Stored data entries:
----------------

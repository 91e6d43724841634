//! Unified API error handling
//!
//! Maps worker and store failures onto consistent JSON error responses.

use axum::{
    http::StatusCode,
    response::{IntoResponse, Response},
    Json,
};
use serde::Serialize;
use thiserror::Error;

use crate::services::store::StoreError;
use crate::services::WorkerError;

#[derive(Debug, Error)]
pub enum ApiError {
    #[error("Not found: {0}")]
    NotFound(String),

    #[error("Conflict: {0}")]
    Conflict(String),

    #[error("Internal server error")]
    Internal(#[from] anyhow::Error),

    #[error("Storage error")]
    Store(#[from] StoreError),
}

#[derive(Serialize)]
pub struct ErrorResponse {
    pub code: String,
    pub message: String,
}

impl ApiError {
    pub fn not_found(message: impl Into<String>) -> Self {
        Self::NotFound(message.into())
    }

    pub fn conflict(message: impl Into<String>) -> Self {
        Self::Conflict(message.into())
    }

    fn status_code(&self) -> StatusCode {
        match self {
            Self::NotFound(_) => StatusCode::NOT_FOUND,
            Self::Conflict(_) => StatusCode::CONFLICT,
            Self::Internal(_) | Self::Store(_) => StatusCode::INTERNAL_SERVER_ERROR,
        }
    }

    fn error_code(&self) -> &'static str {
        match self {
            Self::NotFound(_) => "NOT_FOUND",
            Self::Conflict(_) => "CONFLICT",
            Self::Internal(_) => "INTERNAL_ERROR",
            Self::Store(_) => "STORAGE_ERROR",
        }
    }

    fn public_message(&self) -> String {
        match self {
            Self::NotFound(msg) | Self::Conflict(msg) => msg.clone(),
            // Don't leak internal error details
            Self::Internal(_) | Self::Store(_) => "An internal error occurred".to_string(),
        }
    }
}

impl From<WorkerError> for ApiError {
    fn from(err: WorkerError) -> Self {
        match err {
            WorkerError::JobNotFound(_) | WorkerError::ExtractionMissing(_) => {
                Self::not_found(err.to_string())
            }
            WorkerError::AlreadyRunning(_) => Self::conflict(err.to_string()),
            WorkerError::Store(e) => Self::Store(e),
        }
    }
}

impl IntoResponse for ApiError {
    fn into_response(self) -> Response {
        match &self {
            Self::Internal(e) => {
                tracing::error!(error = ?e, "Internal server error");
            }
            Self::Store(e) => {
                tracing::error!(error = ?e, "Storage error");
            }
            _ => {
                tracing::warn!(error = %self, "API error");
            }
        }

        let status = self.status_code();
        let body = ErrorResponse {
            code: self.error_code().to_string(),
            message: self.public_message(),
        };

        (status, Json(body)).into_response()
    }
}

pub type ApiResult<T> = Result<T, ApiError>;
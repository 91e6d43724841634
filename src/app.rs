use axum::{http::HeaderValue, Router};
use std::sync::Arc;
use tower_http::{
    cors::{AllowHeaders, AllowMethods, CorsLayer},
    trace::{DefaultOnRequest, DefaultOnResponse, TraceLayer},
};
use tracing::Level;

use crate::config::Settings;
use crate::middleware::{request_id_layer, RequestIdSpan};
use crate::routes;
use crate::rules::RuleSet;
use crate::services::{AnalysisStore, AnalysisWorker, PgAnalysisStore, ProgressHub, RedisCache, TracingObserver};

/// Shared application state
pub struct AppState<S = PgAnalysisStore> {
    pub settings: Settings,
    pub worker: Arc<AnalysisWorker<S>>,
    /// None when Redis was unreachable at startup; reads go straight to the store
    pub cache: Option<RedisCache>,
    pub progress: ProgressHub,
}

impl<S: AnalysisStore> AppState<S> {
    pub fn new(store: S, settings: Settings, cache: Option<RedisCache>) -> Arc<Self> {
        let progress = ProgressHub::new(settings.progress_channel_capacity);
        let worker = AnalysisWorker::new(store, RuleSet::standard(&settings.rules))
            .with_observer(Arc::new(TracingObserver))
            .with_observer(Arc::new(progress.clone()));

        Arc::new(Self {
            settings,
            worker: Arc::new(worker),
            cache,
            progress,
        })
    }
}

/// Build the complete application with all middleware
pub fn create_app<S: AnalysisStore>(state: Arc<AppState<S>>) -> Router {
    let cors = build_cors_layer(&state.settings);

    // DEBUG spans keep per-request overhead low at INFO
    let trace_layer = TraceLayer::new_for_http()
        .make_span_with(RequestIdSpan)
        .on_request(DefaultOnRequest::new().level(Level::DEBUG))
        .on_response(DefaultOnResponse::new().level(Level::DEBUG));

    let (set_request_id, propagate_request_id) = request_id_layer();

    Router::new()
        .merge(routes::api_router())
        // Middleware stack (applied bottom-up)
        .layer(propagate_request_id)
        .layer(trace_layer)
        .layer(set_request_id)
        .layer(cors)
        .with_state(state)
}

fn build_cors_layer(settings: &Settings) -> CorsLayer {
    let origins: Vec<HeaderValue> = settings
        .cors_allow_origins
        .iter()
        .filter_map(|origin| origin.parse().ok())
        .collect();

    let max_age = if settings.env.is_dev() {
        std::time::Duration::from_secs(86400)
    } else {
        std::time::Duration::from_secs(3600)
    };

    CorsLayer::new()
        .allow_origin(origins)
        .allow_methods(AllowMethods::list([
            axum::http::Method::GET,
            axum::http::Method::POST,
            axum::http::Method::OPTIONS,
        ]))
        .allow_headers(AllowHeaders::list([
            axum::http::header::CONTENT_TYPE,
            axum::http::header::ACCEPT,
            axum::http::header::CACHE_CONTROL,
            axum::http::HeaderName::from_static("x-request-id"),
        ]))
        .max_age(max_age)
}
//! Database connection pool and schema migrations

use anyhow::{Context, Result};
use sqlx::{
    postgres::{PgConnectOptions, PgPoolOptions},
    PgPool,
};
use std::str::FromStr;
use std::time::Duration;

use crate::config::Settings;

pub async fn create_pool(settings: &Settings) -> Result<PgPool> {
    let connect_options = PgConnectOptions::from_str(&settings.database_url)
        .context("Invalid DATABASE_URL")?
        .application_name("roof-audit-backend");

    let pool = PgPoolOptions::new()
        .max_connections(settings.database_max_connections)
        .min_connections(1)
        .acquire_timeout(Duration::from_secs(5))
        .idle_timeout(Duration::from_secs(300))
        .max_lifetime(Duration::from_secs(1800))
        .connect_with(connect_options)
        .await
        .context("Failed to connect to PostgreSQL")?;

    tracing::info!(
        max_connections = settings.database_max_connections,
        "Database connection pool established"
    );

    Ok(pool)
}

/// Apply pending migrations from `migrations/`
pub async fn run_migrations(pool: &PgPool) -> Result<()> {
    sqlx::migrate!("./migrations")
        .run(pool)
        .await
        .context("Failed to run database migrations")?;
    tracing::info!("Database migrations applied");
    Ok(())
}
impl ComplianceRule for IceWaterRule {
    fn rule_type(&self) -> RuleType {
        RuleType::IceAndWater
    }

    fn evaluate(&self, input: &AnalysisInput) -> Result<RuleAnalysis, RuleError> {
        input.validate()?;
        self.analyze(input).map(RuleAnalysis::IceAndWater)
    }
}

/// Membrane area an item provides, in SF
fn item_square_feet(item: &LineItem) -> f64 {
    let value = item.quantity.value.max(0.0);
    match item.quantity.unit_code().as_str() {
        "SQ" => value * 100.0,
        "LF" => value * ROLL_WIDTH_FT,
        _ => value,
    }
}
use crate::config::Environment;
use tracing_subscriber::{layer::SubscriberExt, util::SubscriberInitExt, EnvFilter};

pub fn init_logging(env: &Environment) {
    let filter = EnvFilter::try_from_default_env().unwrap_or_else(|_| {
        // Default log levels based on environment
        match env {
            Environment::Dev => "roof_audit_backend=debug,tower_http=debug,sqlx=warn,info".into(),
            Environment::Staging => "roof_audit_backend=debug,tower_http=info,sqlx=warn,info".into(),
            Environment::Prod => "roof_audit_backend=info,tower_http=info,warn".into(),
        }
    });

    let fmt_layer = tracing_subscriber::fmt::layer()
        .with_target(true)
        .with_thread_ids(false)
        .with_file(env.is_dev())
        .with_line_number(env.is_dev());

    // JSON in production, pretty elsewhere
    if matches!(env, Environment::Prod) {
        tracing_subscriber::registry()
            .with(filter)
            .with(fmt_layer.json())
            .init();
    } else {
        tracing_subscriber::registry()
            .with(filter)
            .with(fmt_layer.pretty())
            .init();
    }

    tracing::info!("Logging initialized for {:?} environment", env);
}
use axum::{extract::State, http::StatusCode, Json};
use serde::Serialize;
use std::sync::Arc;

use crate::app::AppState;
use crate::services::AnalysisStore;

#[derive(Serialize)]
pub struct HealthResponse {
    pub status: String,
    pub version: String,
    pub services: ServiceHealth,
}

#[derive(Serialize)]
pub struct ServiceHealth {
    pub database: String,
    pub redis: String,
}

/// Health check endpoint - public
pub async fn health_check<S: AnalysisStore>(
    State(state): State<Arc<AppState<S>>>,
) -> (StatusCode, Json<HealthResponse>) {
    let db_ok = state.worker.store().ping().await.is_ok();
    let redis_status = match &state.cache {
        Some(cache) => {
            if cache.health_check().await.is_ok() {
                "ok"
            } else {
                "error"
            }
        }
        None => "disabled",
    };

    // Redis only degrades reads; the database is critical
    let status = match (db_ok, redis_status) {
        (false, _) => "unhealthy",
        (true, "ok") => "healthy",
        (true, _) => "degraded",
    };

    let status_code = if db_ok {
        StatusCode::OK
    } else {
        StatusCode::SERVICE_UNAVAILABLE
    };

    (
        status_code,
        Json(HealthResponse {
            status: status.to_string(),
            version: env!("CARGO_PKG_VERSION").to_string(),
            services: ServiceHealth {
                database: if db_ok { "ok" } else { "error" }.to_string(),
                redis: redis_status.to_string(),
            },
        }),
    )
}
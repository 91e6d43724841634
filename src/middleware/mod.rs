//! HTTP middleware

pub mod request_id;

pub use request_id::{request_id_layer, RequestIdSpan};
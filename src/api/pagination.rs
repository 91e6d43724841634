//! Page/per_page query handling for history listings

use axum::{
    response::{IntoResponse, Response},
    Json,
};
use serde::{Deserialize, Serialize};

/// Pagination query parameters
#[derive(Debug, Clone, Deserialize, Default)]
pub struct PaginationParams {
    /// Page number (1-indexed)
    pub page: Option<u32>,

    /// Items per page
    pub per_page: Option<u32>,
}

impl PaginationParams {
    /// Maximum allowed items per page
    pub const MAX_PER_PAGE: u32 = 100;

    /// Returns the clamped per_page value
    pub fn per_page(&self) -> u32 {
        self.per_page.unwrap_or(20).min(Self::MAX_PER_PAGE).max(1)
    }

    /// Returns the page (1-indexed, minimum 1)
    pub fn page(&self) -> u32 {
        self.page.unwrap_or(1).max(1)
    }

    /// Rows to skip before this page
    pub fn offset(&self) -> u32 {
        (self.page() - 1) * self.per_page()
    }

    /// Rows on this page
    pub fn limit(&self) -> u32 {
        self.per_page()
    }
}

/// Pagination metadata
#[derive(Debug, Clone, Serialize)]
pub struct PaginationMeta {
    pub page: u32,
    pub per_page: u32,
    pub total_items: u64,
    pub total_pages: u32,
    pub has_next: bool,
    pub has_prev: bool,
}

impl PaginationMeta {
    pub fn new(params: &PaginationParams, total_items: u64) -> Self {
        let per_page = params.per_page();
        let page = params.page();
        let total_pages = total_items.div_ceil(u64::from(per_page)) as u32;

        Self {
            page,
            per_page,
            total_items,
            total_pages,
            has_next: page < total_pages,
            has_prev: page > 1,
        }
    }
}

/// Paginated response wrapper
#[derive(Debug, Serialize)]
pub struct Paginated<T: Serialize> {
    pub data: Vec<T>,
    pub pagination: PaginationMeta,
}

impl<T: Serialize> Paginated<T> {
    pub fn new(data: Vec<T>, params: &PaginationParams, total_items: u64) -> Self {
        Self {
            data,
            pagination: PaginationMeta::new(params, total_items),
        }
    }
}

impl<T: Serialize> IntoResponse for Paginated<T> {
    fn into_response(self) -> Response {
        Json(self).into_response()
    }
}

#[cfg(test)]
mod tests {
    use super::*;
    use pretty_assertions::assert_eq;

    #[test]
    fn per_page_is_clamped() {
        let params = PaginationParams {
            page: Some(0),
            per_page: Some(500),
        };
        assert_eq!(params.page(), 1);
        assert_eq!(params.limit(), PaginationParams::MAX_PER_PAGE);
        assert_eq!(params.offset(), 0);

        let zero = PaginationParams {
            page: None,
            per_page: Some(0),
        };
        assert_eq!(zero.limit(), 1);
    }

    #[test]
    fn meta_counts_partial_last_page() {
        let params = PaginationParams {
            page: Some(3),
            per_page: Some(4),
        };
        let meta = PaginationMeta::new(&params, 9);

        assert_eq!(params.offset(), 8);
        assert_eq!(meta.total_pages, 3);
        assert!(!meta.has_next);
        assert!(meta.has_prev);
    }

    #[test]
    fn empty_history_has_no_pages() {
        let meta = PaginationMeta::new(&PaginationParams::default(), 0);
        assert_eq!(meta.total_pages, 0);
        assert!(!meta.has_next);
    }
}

----------------

In the records above, find the lines containing "impl" and copy them.

▶ [EXERCISE SOLUTION]:
impl ApiError {
    pub fn not_found(message: impl Into<String>) -> Self {
    pub fn conflict(message: impl Into<String>) -> Self {
impl From<WorkerError> for ApiError {
impl IntoResponse for ApiError {
impl<S: AnalysisStore> AppState<S> {
impl ComplianceRule for IceWaterRule {
impl PaginationParams {
impl PaginationMeta {
impl<T: Serialize> Paginated<T> {
impl<T: Serialize> IntoResponse for Paginated<T> {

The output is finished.